Um coral formado por120 crianças de 6 a 14 anos apresentando-se no parlatório da Universidade Federal de Roraima durante o V Painel Internacional de Regência Coral é algo comum, esperado até, tendo em vista o tipo de evento.
Mas o coral, bem afinado e levemente nervoso na que foi sua primeira apresentação, é especial. Para começar, apresenta suas músicas em dois idiomas. Os ensaios, apenas nos finais de semana, são feitos nas aldeias indígenas Tabalascada, Malacacheta e Canauanim, a mais de 20 quilômetros de asfalto, piçarra e muita lama ou poeira, de acordo com a época do ano, de Boa Vista.
Além disso, o regente do coral e seus alunos têm em comum algo mais do que o gosto pela música. Todos são wapixana, uma das etnias historicamente vítimas do que parte da sociedade roraimense costuma chamar de convivência harmoniosa entre índios e não-índios (Por convivência harmoniosa, entenda-se uma relação de subalternidade na qual a força do branco predomina).
Cristino Pereira dos Santos é o responsável pelo coral, nascido a partir de uma ação autônoma que ele chamou de Projeto Canto Indígena. Há seis meses, todos os sábados ele deixa Boa Vista para ir ao município do Cantá e ensinar música às crianças. O professor conta que a ansiedade de alguns alunos é tanta que vários começam a rondar o salão de aula uma hora antes das lições começarem, às 8h.
Os frutos começam a ser colhidos. Na estréia, o coral apresentou canções próprias e cantos tradicionais na língua materna e em português. Vestidos com saias de palha, com acompanhamento de um violão e de um violino, o coral já tem sua solista, uma chimeba (menina) que se apresentou apenas com a palha de buriti e tinta de urucum cobrindo seu corpo.
A cantoria em língua nativa, além da preservação de sua cultura, representa um trabalho de valorização da auto-estima dos indígenas. Quando algumas famílias migram para as áreas urbanas, os mais novos costumam negligenciar a herança que carregam em troca de uma integração mais rápida com a nova sociedade da qual fazem parte.
Até o final de ano, conta Cristino, o projeto deve ampliar seu alcance, consolidando o coral, um grupo de violonistas e um grupo de composição musical.
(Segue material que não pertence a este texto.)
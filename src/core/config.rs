//! Configuration loading for Mosaic Store
//!
//! Configuration is read from a TOML file; every field carries a default
//! so a partial (or missing) file yields a working setup.

use std::path::Path;

use serde::{Deserialize, Serialize};
use tracing::{info, warn};

use crate::constants::DEFAULT_MAX_FRAME_LENGTH;
use crate::types::{Result, StoreError};

/// Top-level store configuration
#[derive(Debug, Clone, Default, Serialize, Deserialize)]
pub struct Config {
    /// Command-stream loading configuration
    #[serde(default)]
    pub load: LoadConfig,
}

/// Command-stream loading configuration
#[derive(Debug, Clone, Serialize, Deserialize)]
pub struct LoadConfig {
    /// Fail the load on unknown command bytes and unresolvable component
    /// types instead of warning and continuing
    #[serde(default = "default_strict")]
    pub strict: bool,

    /// Maximum accepted payload length for a single frame, in bytes
    #[serde(default = "default_max_frame_length")]
    pub max_frame_length: u32,
}

fn default_strict() -> bool {
    false
}

fn default_max_frame_length() -> u32 {
    DEFAULT_MAX_FRAME_LENGTH
}

impl Default for LoadConfig {
    fn default() -> Self {
        LoadConfig {
            strict: default_strict(),
            max_frame_length: default_max_frame_length(),
        }
    }
}

/// Load configuration from a TOML file
pub fn load_config(path: impl AsRef<Path>) -> Result<Config> {
    let path = path.as_ref();
    let contents = std::fs::read_to_string(path)?;
    let config: Config =
        toml::from_str(&contents).map_err(|e| StoreError::Config(e.to_string()))?;
    info!(path = %path.display(), "loaded configuration");
    Ok(config)
}

/// Load configuration, falling back to defaults when the file is missing
/// or malformed
pub fn load_config_or_default(path: impl AsRef<Path>) -> Config {
    let path = path.as_ref();
    match load_config(path) {
        Ok(config) => config,
        Err(e) => {
            warn!(path = %path.display(), error = %e, "using default configuration");
            Config::default()
        }
    }
}
//! Version tracking and undo support.

pub mod caretaker;
pub mod storage;

pub use caretaker::{Caretaker, ChangeEvent, ChangeKind, Memento};
pub use storage::{Tracking, VersionStorage};
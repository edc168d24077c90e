//! Load-time migration hooks.
//!
//! Streams written by older editors may reference retired type
//! identifiers or carry component layouts the current schema no longer
//! matches. A [`MigrationRegistry`] supplied to the loader remaps retired
//! type identifiers to their replacements and runs registered upgraders
//! over decoded component instances before they are reconciled against
//! the live schema.

use ahash::AHashMap;
use tracing::warn;

use crate::constants::MAX_SCHEMA_DEPTH;
use crate::object::DynamicObject;
use crate::types::Identifier;

/// In-place fixup run over a decoded instance of a migrated type
pub type Upgrader = Box<dyn Fn(&mut DynamicObject)>;

/// Type-identifier remaps plus per-type instance upgraders, consulted by
/// the loader before decoded payloads touch the registry.
#[derive(Default)]
pub struct MigrationRegistry {
    remaps: AHashMap<Identifier, Identifier>,
    upgraders: AHashMap<Identifier, Vec<Upgrader>>,
}

impl MigrationRegistry {
    /// An empty migration table
    pub fn new() -> Self {
        Self::default()
    }

    /// Declare that streams naming `from` should resolve to `to`
    pub fn add_remap(&mut self, from: Identifier, to: Identifier) {
        self.remaps.insert(from, to);
    }

    /// Register an upgrader for decoded instances of `type_id` (the
    /// post-remap identifier). Upgraders run in registration order.
    pub fn add_upgrader(
        &mut self,
        type_id: Identifier,
        upgrader: impl Fn(&mut DynamicObject) + 'static,
    ) {
        self.upgraders
            .entry(type_id)
            .or_default()
            .push(Box::new(upgrader));
    }

    /// Resolve an identifier through the remap table, following chains.
    /// Chains are depth-capped; a remap cycle resolves to the identifier
    /// where the guard tripped.
    pub fn remap(&self, id: Identifier) -> Identifier {
        let mut current = id;
        for _ in 0..MAX_SCHEMA_DEPTH {
            match self.remaps.get(&current) {
                Some(next) => current = *next,
                None => return current,
            }
        }
        warn!(%id, "type remap chain exceeded depth cap");
        current
    }

    /// Run every upgrader registered for the instance's (post-remap) type
    pub fn upgrade(&self, type_id: Identifier, instance: &mut DynamicObject) {
        if let Some(upgraders) = self.upgraders.get(&type_id) {
            for upgrader in upgraders {
                upgrader(instance);
            }
        }
    }

    /// Whether the table is empty (the loader's fast path)
    pub fn is_empty(&self) -> bool {
        self.remaps.is_empty() && self.upgraders.is_empty()
    }
}

#[cfg(test)]
mod tests {
    use super::*;

    #[test]
    fn remap_follows_chains() {
        // Goal: retired ids resolve transitively to the current one
        let mut migrations = MigrationRegistry::new();
        let a = Identifier::random();
        let b = Identifier::random();
        let c = Identifier::random();
        migrations.add_remap(a, b);
        migrations.add_remap(b, c);

        assert_eq!(migrations.remap(a), c);
        assert_eq!(migrations.remap(b), c);
        assert_eq!(migrations.remap(c), c);
    }

    #[test]
    fn remap_cycle_is_capped() {
        let mut migrations = MigrationRegistry::new();
        let a = Identifier::random();
        let b = Identifier::random();
        migrations.add_remap(a, b);
        migrations.add_remap(b, a);
        // Resolves to one of the cycle members instead of spinning
        let resolved = migrations.remap(a);
        assert!(resolved == a || resolved == b);
    }
}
Tudo isso tendo como única ajuda oficial 20 litros de gasolina mensais doados pela Funai (Fundação Nacional do Índio).
Segundo o professor, seu trabalho é motivado por ter consciência que "a cultura muda a mentalidade das pessoas e que o governo não dá isso porque assim consegue controlar a gente". Uma platéia formada em parte pelos filhos da própria sociedade que ignora as necessidades dos indígenas, em parte por pessoas sensíveis à causa destes povos, além dos pais das crianças e alunos do louvável projeto de licenciatura Insikiram, mantido pela UFRR, aplaudiu a disposição do professor e seus alunos em demonstrar que 500 anos de sofrimento e exclusão é um tempo insuficiente para acabar com o orgulho de ser índio.